Close-up image of vaccination being given in upper arm of older individual

A Florida-based operator has agreed to settle claims that it violated the federal government’s Pharmacy Partnership for Long-Term Care Program by vaccinating ineligible people despite “strongly denying” the allegations. 

The $1.75 million agreement between MorseLife Health System Inc. and the Department of Justice was announced Friday. MorseLife in a statement to McKnight’s said it “chose to settle this matter to avoid the expense and distraction of protracted litigation.” 

The case stems from the provider’s first vaccination clinic on Dec. 31, 2020, for residents and staff at its skilled nursing facility. The DOJ alleges that MorseLife knew the pharmacy partnership program covered only long-term care residents and staff but invited and facilitated vaccination of “hundreds of ineligible persons at the clinic by characterizing them as staff and volunteers.”

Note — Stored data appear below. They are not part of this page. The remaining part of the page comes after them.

//! Ownership wrappers for the backing store
//!
//! 底层存储的所有权包装
//!
//! A circular vector owns exactly one handle to its store. Two disciplines are
//! available, selected at compile time by the `O` type parameter:
//!
//! - [`Shared`]: copies share the store through an atomic reference count and a
//!   handle clones the store before its first mutation (copy-on-write)
//! - [`Exclusive`]: every copy deep-clones the store right away, so a handle is
//!   always private
//!
//! 环形向量恰好拥有一个指向其存储的句柄。两种所有权方式由类型参数 `O` 在编译期选择：
//!
//! - [`Shared`]：副本通过原子引用计数共享存储，句柄在第一次修改前克隆存储（写时复制）
//! - [`Exclusive`]：每次复制都会立即深拷贝存储，因此句柄始终是私有的
//!
//! # Thread safety
//!
//! Reference count updates are atomic: distinct handles that point at the same
//! store may be cloned, read and dropped from different threads concurrently.
//! Mutating one handle requires `&mut` access to it, so the "check count, clone,
//! publish" sequence of a detach never races with itself.
//!
//! # 线程安全
//!
//! 引用计数的更新是原子的：指向同一存储的不同句柄可以在不同线程中并发地克隆、读取和 drop。
//! 修改某个句柄需要对它的 `&mut` 访问，因此分离时的"检查计数、克隆、发布"序列不会与自身竞争。

use crate::error::CircularVecError;
use crate::shim::atomic::{self, AtomicUsize, Ordering};
use std::marker::PhantomData;
use std::mem::ManuallyDrop;
use std::ptr::{self, NonNull};

mod sealed {
    pub trait Sealed {}
}

/// Ownership discipline of a circular vector
///
/// 环形向量的所有权方式
///
/// This trait is sealed: [`Shared`] and [`Exclusive`] are the only implementors.
///
/// 此 trait 是密封的：仅 [`Shared`] 和 [`Exclusive`] 实现了它。
pub trait Ownership: sealed::Sealed + 'static {
    /// Handle type wrapping a store of type `S`
    ///
    /// 包装类型为 `S` 的存储的句柄类型
    type Handle<S>: StoreHandle<S>;

    /// Whether copies of a container share one store
    const SHARES_STORAGE: bool;
}

/// Copy-on-write shared ownership
///
/// 写时复制的共享所有权
#[derive(Debug, Clone, Copy, Default, PartialEq, Eq, Hash)]
pub struct Shared;

/// Exclusive ownership with eager deep copies
///
/// 立即深拷贝的独占所有权
#[derive(Debug, Clone, Copy, Default, PartialEq, Eq, Hash)]
pub struct Exclusive;

impl sealed::Sealed for Shared {}
impl sealed::Sealed for Exclusive {}

impl Ownership for Shared {
    type Handle<S> = SharedPtr<S>;
    const SHARES_STORAGE: bool = true;
}

impl Ownership for Exclusive {
    type Handle<S> = ExclusivePtr<S>;
    const SHARES_STORAGE: bool = false;
}

/// A store that can be copied element by element
///
/// 可逐元素复制的存储
pub trait DeepClone: Sized {
    /// Clone the store, surfacing allocation failures
    ///
    /// 克隆存储，并报告分配失败
    fn try_deep_clone(&self) -> Result<Self, CircularVecError>;
}

/// Common contract of the ownership handles
///
/// 所有权句柄的公共约定
///
/// `get` never mutates anything. Write access goes through
/// [`get_mut_unchecked`](StoreHandle::get_mut_unchecked) once the caller has
/// established that the handle is private, either by observing
/// [`is_unique`](StoreHandle::is_unique) or by replacing the handle with a fresh one.
///
/// `get` 从不修改任何内容。写访问在调用者确认句柄私有之后通过
/// [`get_mut_unchecked`](StoreHandle::get_mut_unchecked) 进行。
pub trait StoreHandle<S>: Sized {
    /// Wrap a freshly built store
    fn new(store: S) -> Self;

    /// Read access to the store
    fn get(&self) -> &S;

    /// Whether no other handle observes the store
    ///
    /// 是否没有其他句柄观察该存储
    fn is_unique(&self) -> bool;

    /// Write access to the store
    ///
    /// # Safety
    /// - [`is_unique`](StoreHandle::is_unique) must hold
    unsafe fn get_mut_unchecked(&mut self) -> &mut S;

    /// Write access if the handle is private
    ///
    /// 若句柄私有则返回写访问
    #[inline]
    fn get_mut(&mut self) -> Option<&mut S> {
        if self.is_unique() {
            // SAFETY: uniqueness checked above
            Some(unsafe { self.get_mut_unchecked() })
        } else {
            None
        }
    }

    /// Handle for a copy of the owning container
    ///
    /// 为所属容器的副本生成句柄
    fn duplicate(&self) -> Result<Self, CircularVecError>
    where
        S: DeepClone;

    /// Take the store out if the handle is private
    ///
    /// 若句柄私有则取出存储
    fn try_unwrap(self) -> Result<S, Self>;

    /// Whether both handles point at the same store
    fn ptr_eq(&self, other: &Self) -> bool;

    /// Number of handles observing the store
    fn ref_count(&self) -> usize;
}

// ============================================================================
// Shared
// ============================================================================

/// Refcount ceiling, past which the process aborts rather than wrap
const MAX_REFCOUNT: usize = isize::MAX as usize;

struct SharedInner<S> {
    /// Number of live handles
    ///
    /// 有效句柄数量
    refs: AtomicUsize,
    store: S,
}

/// Reference-counted copy-on-write handle
///
/// 引用计数的写时复制句柄
pub struct SharedPtr<S> {
    inner: NonNull<SharedInner<S>>,
    _marker: PhantomData<SharedInner<S>>,
}

impl<S> SharedPtr<S> {
    #[inline]
    fn inner(&self) -> &SharedInner<S> {
        // SAFETY: the allocation lives as long as any handle
        unsafe { self.inner.as_ref() }
    }
}

impl<S> StoreHandle<S> for SharedPtr<S> {
    fn new(store: S) -> Self {
        let boxed = Box::new(SharedInner {
            refs: AtomicUsize::new(1),
            store,
        });
        Self {
            inner: NonNull::from(Box::leak(boxed)),
            _marker: PhantomData,
        }
    }

    #[inline]
    fn get(&self) -> &S {
        &self.inner().store
    }

    #[inline]
    fn is_unique(&self) -> bool {
        // Acquire pairs with the Release decrement of handles dropped elsewhere,
        // so their reads of the store happen before our writes.
        self.inner().refs.load(Ordering::Acquire) == 1
    }

    #[inline]
    unsafe fn get_mut_unchecked(&mut self) -> &mut S {
        unsafe { &mut (*self.inner.as_ptr()).store }
    }

    fn duplicate(&self) -> Result<Self, CircularVecError>
    where
        S: DeepClone,
    {
        let old = self.inner().refs.fetch_add(1, Ordering::Relaxed);
        if old > MAX_REFCOUNT {
            std::process::abort();
        }
        Ok(Self {
            inner: self.inner,
            _marker: PhantomData,
        })
    }

    fn try_unwrap(self) -> Result<S, Self> {
        if self
            .inner()
            .refs
            .compare_exchange(1, 0, Ordering::Acquire, Ordering::Relaxed)
            .is_err()
        {
            return Err(self);
        }
        let this = ManuallyDrop::new(self);
        // SAFETY: the count dropped to zero, this was the last handle
        let boxed = unsafe { Box::from_raw(this.inner.as_ptr()) };
        let SharedInner { store, .. } = *boxed;
        Ok(store)
    }

    #[inline]
    fn ptr_eq(&self, other: &Self) -> bool {
        self.inner == other.inner
    }

    #[inline]
    fn ref_count(&self) -> usize {
        self.inner().refs.load(Ordering::Acquire)
    }
}

impl<S> Drop for SharedPtr<S> {
    fn drop(&mut self) {
        if self.inner().refs.fetch_sub(1, Ordering::Release) != 1 {
            return;
        }
        atomic::fence(Ordering::Acquire);
        // SAFETY: this was the last handle
        unsafe { drop(Box::from_raw(self.inner.as_ptr())) };
    }
}

unsafe impl<S: Send + Sync> Send for SharedPtr<S> {}
unsafe impl<S: Send + Sync> Sync for SharedPtr<S> {}

// ============================================================================
// Exclusive
// ============================================================================

/// Uniquely owned handle
///
/// 唯一所有的句柄
pub struct ExclusivePtr<S>(Box<S>);

impl<S> StoreHandle<S> for ExclusivePtr<S> {
    #[inline]
    fn new(store: S) -> Self {
        Self(Box::new(store))
    }

    #[inline]
    fn get(&self) -> &S {
        &self.0
    }

    #[inline]
    fn is_unique(&self) -> bool {
        true
    }

    #[inline]
    unsafe fn get_mut_unchecked(&mut self) -> &mut S {
        &mut self.0
    }

    fn duplicate(&self) -> Result<Self, CircularVecError>
    where
        S: DeepClone,
    {
        Ok(Self(Box::new(self.0.try_deep_clone()?)))
    }

    #[inline]
    fn try_unwrap(self) -> Result<S, Self> {
        Ok(*self.0)
    }

    #[inline]
    fn ptr_eq(&self, other: &Self) -> bool {
        ptr::eq(&*self.0, &*other.0)
    }

    #[inline]
    fn ref_count(&self) -> usize {
        1
    }
}
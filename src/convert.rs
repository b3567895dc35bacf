//! Conversions and standard trait implementations
//!
//! 转换与标准 trait 实现

use crate::circular::CircularVec;
use crate::ownership::Ownership;
use std::cmp::Ordering;
use std::collections::VecDeque;
use std::fmt;
use std::hash::{Hash, Hasher};

impl<T, O: Ownership, const RELOCATABLE: bool> Default for CircularVec<T, O, RELOCATABLE> {
    #[inline]
    fn default() -> Self {
        Self::new()
    }
}

impl<T: fmt::Debug, O: Ownership, const RELOCATABLE: bool> fmt::Debug
    for CircularVec<T, O, RELOCATABLE>
{
    fn fmt(&self, f: &mut fmt::Formatter<'_>) -> fmt::Result {
        f.debug_list().entries(self.iter()).finish()
    }
}

// ============================================================================
// Construction from other sequences
// 从其他序列构造
// ============================================================================

impl<T: Clone, O: Ownership, const RELOCATABLE: bool> From<Vec<T>>
    for CircularVec<T, O, RELOCATABLE>
{
    fn from(values: Vec<T>) -> Self {
        let mut out = Self::with_capacity(values.len());
        out.insert_many(0, values);
        out
    }
}

impl<T: Clone, O: Ownership, const RELOCATABLE: bool, const N: usize> From<[T; N]>
    for CircularVec<T, O, RELOCATABLE>
{
    fn from(values: [T; N]) -> Self {
        let mut out = Self::with_capacity(N);
        out.insert_many(0, values);
        out
    }
}

impl<T: Clone, O: Ownership, const RELOCATABLE: bool> From<&[T]>
    for CircularVec<T, O, RELOCATABLE>
{
    fn from(values: &[T]) -> Self {
        let mut out = Self::with_capacity(values.len());
        out.insert_many(0, values.iter().cloned());
        out
    }
}

impl<T: Clone, O: Ownership, const RELOCATABLE: bool> From<VecDeque<T>>
    for CircularVec<T, O, RELOCATABLE>
{
    fn from(values: VecDeque<T>) -> Self {
        let mut out = Self::with_capacity(values.len());
        out.insert_many(0, values);
        out
    }
}

impl<T: Clone, O: Ownership, const RELOCATABLE: bool> From<CircularVec<T, O, RELOCATABLE>>
    for Vec<T>
{
    fn from(values: CircularVec<T, O, RELOCATABLE>) -> Self {
        let mut out = Vec::with_capacity(values.len());
        out.extend(values);
        out
    }
}

impl<T: Clone, O: Ownership, const RELOCATABLE: bool> From<CircularVec<T, O, RELOCATABLE>>
    for VecDeque<T>
{
    fn from(values: CircularVec<T, O, RELOCATABLE>) -> Self {
        values.into_iter().collect()
    }
}

impl<T: Clone, O: Ownership, const RELOCATABLE: bool> FromIterator<T>
    for CircularVec<T, O, RELOCATABLE>
{
    fn from_iter<I: IntoIterator<Item = T>>(iter: I) -> Self {
        let mut out = Self::new();
        out.extend(iter);
        out
    }
}

impl<T: Clone, O: Ownership, const RELOCATABLE: bool> Extend<T> for CircularVec<T, O, RELOCATABLE> {
    fn extend<I: IntoIterator<Item = T>>(&mut self, iter: I) {
        self.insert_iter(self.len(), iter);
    }
}

impl<'a, T: Clone + 'a, O: Ownership, const RELOCATABLE: bool> Extend<&'a T>
    for CircularVec<T, O, RELOCATABLE>
{
    fn extend<I: IntoIterator<Item = &'a T>>(&mut self, iter: I) {
        self.insert_iter(self.len(), iter.into_iter().cloned());
    }
}

// ============================================================================
// Comparison
// 比较
// ============================================================================

impl<T, U, O1, O2, const R1: bool, const R2: bool> PartialEq<CircularVec<U, O2, R2>>
    for CircularVec<T, O1, R1>
where
    T: PartialEq<U>,
    O1: Ownership,
    O2: Ownership,
{
    fn eq(&self, other: &CircularVec<U, O2, R2>) -> bool {
        self.len() == other.len() && self.iter().zip(other.iter()).all(|(a, b)| a == b)
    }
}

impl<T: Eq, O: Ownership, const RELOCATABLE: bool> Eq for CircularVec<T, O, RELOCATABLE> {}

macro_rules! impl_slice_eq {
    ($([$($generics:tt)*] $rhs:ty),+ $(,)?) => {
        $(
            impl<$($generics)* T, U, O: Ownership, const RELOCATABLE: bool> PartialEq<$rhs>
                for CircularVec<T, O, RELOCATABLE>
            where
                T: PartialEq<U>,
            {
                fn eq(&self, other: &$rhs) -> bool {
                    let (a, b) = self.as_slices();
                    let other: &[U] = &other[..];
                    other.len() == a.len() + b.len()
                        && a == &other[..a.len()]
                        && b == &other[a.len()..]
                }
            }
        )+
    };
}

impl_slice_eq! {
    [] Vec<U>,
    [] [U],
    ['b,] &'b [U],
    ['b,] &'b mut [U],
    [const N: usize,] [U; N],
    ['b, const N: usize,] &'b [U; N],
}

impl<T: PartialOrd, O: Ownership, const RELOCATABLE: bool> PartialOrd
    for CircularVec<T, O, RELOCATABLE>
{
    fn partial_cmp(&self, other: &Self) -> Option<Ordering> {
        self.iter().partial_cmp(other.iter())
    }
}

impl<T: Ord, O: Ownership, const RELOCATABLE: bool> Ord for CircularVec<T, O, RELOCATABLE> {
    fn cmp(&self, other: &Self) -> Ordering {
        self.iter().cmp(other.iter())
    }
}

impl<T: Hash, O: Ownership, const RELOCATABLE: bool> Hash for CircularVec<T, O, RELOCATABLE> {
    fn hash<H: Hasher>(&self, state: &mut H) {
        // Same value as any other layout of the same elements
        state.write_usize(self.len());
        self.iter().for_each(|value| value.hash(state));
    }
}

/// Create a [`CircularVec`] holding the listed elements
///
/// 创建一个包含所列元素的 [`CircularVec`]
///
/// The result uses the default parameters ([`Shared`](crate::Shared) ownership,
/// bulk relocation). Convert with `.into()` or [`From`] for other variants.
///
/// 结果使用默认参数（[`Shared`](crate::Shared) 所有权、整体重定位）。
/// 其他变体请使用 `.into()` 或 [`From`] 转换。
///
/// # Examples
///
/// ```
/// use cowring::circular_vec;
///
/// let v = circular_vec![1, 2, 3];
/// assert_eq!(v.len(), 3);
/// assert_eq!(v.capacity(), 4);
///
/// let zeros = circular_vec![0u8; 5];
/// assert_eq!(zeros, [0, 0, 0, 0, 0]);
/// ```
#[macro_export]
macro_rules! circular_vec {
    () => {
        <$crate::CircularVec<_>>::new()
    };
    ($elem:expr; $n:expr) => {
        <$crate::CircularVec<_>>::from_elem($n, $elem)
    };
    ($($x:expr),+ $(,)?) => {
        <$crate::CircularVec<_>>::from([$($x),+])
    };
}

Federal investigators also claimed that many of the ineligible people who received vaccines were either donors or targeted by MorseLife for donations. 

“MorseLife’s CEO allegedly directed the MorseLife Foundation, the organization’s fundraising arm, to invite donors and potential donors to the vaccination clinic, encouraging Foundation employees to take advantage of the vaccination opportunity to target billionaires and millionaires for donations,” investigators said.

“MorseLife’s CEO allegedly allowed the vice chairman of the MorseLife Health Systems Inc. Board and his brother to invite approximately 290 people to the vaccination clinic, none of whom lived or worked on the MorseLife campus and most of whom did not volunteer on MorseLife’s campus and had no prior affiliation with MorseLife,” they later added. 

Ultimately, federal authorities alleged that 976 people were vaccinated at the Dec. 31, 2020, clinic — with 567 of them ineligible to participate in the program. 

A MorseLife spokesperson said its top priority is to promote and protect the health, safety and wellbeing of everyone in its community and the staff. They added that the vice chairman and his brother “acted in the best interest of the community to prevent the spread of COVID-19.”

“Importantly, any nursing home resident or staff member who wanted the vaccine and was eligible according to federal and state guidelines at that time received it free of charge,” the spokesperson said. “The resolution of this matter enables us to continue pursuing our mission and will have no impact on MorseLife’s operations and programs.”